What you will do | The answer must consist only of the lines from the line with "if let Some(idx) = self" to the line with "pub fn derive(context: &str, inputs: &[&[u8]])", both included, exactly as they stand below.

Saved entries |
┏━━
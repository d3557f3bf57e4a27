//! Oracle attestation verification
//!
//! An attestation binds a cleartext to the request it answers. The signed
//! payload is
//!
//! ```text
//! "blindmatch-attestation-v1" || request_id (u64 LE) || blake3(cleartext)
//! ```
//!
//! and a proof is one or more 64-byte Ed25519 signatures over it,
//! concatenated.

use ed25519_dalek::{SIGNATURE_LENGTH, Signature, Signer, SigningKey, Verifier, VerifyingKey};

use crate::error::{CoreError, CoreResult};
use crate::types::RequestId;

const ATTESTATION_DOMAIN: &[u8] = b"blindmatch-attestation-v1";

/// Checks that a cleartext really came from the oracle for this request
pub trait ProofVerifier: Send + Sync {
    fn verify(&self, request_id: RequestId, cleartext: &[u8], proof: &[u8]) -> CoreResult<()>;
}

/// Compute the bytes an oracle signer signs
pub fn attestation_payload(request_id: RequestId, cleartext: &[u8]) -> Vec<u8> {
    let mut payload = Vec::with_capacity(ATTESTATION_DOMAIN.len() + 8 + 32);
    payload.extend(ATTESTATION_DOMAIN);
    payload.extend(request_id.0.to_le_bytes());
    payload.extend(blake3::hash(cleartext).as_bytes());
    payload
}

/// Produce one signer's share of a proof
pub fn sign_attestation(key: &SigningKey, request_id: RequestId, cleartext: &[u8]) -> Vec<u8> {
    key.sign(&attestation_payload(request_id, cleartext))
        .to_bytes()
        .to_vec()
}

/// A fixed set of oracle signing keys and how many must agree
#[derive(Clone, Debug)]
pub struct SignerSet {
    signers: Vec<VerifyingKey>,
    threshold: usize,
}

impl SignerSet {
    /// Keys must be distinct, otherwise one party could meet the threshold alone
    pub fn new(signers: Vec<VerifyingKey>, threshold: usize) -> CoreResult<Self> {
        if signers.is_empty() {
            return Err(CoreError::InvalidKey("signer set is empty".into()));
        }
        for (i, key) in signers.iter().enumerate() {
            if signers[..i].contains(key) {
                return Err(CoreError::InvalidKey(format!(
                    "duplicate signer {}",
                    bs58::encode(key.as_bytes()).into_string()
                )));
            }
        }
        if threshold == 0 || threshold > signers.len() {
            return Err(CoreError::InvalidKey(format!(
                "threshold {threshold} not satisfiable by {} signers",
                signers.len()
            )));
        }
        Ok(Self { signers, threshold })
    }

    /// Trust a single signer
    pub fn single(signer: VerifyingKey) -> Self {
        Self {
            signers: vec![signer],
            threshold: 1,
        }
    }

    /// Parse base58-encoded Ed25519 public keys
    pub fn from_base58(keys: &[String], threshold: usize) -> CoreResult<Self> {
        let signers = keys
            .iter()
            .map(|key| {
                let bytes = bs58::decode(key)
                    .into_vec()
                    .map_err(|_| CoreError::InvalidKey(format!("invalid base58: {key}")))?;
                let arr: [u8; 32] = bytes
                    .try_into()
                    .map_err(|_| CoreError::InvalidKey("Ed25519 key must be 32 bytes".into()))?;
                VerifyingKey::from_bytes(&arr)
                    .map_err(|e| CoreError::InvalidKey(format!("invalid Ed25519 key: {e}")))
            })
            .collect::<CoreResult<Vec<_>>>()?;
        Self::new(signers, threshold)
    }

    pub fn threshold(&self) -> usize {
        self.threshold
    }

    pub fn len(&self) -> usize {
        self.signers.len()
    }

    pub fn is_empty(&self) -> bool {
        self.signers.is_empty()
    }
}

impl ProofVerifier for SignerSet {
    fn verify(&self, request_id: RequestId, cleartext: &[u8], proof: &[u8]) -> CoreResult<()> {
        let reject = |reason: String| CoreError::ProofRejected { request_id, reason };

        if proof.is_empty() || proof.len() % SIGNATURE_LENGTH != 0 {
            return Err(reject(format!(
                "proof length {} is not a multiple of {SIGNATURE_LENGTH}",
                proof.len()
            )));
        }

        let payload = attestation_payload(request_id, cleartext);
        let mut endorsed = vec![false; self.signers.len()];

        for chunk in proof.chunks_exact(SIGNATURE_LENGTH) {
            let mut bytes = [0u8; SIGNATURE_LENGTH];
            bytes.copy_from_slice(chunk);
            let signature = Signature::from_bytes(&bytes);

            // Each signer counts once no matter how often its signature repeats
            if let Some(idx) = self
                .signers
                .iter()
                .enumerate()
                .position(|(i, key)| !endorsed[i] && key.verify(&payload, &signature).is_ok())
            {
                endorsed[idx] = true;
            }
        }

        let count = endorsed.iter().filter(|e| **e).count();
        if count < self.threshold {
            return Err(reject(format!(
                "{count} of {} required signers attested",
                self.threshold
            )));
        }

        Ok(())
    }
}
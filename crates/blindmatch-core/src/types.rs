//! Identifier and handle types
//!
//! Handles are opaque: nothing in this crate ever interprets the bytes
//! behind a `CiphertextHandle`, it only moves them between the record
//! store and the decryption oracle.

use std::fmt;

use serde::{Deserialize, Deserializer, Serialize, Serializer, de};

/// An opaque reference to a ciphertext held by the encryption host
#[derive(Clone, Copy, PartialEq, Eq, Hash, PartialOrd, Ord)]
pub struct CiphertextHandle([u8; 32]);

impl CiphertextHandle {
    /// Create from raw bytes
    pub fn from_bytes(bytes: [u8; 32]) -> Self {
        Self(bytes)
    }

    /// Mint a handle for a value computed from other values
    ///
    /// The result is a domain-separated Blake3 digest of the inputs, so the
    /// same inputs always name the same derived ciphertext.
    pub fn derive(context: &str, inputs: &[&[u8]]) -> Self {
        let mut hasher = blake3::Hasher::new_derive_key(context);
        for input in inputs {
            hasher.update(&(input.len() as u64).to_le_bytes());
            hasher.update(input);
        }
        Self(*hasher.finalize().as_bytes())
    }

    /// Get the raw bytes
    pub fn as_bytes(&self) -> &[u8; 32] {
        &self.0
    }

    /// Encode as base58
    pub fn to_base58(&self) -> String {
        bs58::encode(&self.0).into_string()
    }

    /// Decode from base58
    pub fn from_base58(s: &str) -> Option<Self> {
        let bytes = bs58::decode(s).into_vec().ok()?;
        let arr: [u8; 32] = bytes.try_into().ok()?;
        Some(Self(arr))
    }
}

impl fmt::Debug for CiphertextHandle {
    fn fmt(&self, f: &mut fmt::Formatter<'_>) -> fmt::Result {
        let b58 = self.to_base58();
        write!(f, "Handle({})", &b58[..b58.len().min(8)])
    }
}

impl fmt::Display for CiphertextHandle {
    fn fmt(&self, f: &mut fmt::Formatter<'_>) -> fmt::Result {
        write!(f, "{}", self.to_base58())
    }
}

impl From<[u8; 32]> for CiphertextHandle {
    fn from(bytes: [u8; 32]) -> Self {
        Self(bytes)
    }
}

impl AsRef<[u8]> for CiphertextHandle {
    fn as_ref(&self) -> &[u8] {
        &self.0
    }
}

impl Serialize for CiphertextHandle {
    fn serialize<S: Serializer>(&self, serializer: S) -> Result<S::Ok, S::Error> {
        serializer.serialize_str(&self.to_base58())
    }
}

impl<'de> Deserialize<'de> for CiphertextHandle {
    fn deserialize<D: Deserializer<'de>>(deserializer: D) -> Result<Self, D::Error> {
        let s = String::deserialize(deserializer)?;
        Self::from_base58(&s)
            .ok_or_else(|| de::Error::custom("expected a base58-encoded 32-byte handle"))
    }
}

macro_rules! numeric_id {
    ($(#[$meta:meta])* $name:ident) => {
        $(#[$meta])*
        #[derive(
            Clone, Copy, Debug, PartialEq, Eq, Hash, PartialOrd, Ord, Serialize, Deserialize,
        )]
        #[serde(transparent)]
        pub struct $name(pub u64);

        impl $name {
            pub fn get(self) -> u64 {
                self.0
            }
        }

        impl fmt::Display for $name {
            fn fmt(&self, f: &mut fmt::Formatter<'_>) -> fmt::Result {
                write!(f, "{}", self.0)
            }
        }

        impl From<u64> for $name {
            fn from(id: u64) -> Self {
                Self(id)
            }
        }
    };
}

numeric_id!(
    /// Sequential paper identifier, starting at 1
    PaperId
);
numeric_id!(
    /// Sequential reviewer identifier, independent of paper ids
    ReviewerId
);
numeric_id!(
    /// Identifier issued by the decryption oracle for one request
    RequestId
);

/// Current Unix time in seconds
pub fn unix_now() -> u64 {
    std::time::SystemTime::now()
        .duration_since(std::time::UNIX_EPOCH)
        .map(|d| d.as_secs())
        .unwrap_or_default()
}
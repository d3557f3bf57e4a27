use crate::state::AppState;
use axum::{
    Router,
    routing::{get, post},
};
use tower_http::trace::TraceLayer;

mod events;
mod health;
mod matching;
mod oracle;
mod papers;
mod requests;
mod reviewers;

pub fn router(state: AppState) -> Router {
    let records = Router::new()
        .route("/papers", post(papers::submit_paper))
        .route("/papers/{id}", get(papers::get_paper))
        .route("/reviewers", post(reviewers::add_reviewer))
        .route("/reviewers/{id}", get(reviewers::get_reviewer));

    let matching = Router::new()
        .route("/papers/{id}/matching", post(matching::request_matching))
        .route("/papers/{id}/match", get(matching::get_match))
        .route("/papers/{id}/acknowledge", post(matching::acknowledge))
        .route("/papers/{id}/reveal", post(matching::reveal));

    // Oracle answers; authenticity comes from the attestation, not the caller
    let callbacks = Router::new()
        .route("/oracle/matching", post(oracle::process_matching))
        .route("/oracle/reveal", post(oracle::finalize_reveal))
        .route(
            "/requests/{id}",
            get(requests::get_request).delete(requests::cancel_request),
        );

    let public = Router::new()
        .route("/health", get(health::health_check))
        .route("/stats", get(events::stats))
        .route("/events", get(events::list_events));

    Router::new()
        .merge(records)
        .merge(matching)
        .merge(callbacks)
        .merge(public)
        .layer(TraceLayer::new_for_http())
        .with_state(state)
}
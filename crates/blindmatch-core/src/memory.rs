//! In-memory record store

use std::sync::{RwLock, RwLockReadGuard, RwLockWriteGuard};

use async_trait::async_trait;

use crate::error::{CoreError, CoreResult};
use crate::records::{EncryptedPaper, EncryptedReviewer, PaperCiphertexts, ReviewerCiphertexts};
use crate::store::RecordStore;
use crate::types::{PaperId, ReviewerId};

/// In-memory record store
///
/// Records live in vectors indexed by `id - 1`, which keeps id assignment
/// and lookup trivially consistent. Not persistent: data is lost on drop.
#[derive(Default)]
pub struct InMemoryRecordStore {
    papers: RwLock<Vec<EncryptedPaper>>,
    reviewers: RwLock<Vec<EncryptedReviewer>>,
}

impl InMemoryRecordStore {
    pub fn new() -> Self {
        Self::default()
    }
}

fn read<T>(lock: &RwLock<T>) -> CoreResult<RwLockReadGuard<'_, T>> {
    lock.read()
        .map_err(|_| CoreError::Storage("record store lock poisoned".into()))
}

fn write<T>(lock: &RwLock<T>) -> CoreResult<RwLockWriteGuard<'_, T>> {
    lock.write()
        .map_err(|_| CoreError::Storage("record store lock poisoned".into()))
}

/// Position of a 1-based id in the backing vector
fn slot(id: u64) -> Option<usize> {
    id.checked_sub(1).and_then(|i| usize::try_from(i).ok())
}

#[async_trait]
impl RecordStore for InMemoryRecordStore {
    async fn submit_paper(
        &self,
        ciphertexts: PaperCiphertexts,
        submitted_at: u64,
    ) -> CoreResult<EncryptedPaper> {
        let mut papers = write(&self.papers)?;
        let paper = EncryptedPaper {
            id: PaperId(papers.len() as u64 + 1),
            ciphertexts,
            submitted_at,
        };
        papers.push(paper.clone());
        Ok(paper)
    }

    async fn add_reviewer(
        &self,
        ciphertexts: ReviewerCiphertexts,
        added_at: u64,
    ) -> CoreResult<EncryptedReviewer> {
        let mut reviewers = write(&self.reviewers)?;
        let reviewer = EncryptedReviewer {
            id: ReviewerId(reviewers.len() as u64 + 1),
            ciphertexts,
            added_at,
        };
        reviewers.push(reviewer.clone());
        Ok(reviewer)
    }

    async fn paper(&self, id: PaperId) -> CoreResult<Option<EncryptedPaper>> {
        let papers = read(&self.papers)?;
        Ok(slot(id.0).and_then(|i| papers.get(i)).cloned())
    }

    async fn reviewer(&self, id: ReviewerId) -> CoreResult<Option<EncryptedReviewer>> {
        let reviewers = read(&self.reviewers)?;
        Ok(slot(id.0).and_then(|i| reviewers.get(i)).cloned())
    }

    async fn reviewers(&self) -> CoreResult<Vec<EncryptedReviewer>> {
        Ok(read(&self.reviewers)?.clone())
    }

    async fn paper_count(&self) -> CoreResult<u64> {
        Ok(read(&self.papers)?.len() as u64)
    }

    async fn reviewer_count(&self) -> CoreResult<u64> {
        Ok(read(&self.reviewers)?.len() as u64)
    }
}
┗━━
┏━━
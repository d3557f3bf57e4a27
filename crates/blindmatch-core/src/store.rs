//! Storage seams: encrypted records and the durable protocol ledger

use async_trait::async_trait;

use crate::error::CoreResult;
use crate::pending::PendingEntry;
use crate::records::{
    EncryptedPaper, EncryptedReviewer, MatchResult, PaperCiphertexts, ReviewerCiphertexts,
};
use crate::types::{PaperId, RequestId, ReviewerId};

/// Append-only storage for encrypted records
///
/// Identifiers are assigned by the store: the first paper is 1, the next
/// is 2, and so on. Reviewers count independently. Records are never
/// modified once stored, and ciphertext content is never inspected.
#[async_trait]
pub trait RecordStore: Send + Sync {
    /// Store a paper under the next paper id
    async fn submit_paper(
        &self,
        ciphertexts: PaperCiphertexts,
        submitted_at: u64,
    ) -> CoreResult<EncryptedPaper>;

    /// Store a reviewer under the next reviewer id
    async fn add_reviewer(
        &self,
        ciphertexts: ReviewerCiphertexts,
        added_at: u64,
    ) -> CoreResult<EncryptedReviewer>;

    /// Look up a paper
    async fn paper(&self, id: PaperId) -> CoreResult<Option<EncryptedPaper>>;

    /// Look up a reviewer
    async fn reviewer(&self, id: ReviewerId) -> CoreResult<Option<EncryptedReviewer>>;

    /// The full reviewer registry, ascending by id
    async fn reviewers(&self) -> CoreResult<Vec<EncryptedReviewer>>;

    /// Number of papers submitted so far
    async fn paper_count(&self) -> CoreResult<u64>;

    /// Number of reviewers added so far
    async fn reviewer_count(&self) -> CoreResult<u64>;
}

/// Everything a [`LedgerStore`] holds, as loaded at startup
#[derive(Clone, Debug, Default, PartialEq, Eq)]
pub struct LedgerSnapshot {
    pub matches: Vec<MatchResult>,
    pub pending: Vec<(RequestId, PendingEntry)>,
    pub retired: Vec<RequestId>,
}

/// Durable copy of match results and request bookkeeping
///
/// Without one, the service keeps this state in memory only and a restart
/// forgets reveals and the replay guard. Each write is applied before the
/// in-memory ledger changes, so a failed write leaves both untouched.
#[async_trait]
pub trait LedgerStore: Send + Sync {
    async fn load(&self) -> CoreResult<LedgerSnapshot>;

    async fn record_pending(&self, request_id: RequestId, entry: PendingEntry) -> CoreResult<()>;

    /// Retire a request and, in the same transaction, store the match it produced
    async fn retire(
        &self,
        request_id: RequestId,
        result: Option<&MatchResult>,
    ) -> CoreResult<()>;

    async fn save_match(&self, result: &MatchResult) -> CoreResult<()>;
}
┗━━
Answer to this exercise |
            if let Some(idx) = self
                .signers
                .iter()
                .enumerate()
                .position(|(i, key)| !endorsed[i] && key.verify(&payload, &signature).is_ok())
            {
                endorsed[idx] = true;
            }
        }

        let count = endorsed.iter().filter(|e| **e).count();
        if count < self.threshold {
            return Err(reject(format!(
                "{count} of {} required signers attested",
                self.threshold
            )));
        }

        Ok(())
    }
}
filename crates/blindmatch-core/src/types.rs
//! Identifier and handle types
//!
//! Handles are opaque: nothing in this crate ever interprets the bytes
//! behind a `CiphertextHandle`, it only moves them between the record
//! store and the decryption oracle.

use std::fmt;

use serde::{Deserialize, Deserializer, Serialize, Serializer, de};

/// An opaque reference to a ciphertext held by the encryption host
#[derive(Clone, Copy, PartialEq, Eq, Hash, PartialOrd, Ord)]
pub struct CiphertextHandle([u8; 32]);

impl CiphertextHandle {
    /// Create from raw bytes
    pub fn from_bytes(bytes: [u8; 32]) -> Self {
        Self(bytes)
    }

    /// Mint a handle for a value computed from other values
    ///
    /// The result is a domain-separated Blake3 digest of the inputs, so the
    /// same inputs always name the same derived ciphertext.
    pub fn derive(context: &str, inputs: &[&[u8]]) -> Self {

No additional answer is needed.